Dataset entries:
■ ■ ■ ■
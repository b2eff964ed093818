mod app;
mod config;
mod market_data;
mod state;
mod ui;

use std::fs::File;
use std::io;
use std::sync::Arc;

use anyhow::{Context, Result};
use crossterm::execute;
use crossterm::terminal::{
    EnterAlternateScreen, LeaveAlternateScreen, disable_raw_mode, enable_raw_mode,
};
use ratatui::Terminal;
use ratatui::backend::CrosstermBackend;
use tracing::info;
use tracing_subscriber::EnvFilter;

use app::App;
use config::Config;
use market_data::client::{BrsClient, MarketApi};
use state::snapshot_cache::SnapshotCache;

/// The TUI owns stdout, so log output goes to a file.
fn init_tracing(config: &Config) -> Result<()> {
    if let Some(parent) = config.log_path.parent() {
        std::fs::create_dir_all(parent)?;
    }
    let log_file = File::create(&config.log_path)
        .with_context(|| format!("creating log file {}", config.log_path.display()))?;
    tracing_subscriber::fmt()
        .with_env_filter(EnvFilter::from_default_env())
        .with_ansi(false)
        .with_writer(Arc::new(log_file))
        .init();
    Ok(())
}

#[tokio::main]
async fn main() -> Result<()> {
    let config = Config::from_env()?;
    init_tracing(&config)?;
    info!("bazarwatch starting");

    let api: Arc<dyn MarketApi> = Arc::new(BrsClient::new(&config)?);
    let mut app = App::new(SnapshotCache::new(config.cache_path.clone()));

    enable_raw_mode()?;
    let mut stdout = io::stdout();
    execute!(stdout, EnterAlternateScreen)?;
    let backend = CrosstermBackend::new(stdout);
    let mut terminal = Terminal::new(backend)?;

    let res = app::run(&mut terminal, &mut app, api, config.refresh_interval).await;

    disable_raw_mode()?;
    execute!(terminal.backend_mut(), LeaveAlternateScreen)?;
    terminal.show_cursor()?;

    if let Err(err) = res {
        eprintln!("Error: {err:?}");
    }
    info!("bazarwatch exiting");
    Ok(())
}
■ ■ ■ ■
Read through the lines above and collect those that contain the string "BrsClient".

Solution to the problem:
use market_data::client::{BrsClient, MarketApi};
    let api: Arc<dyn MarketApi> = Arc::new(BrsClient::new(&config)?);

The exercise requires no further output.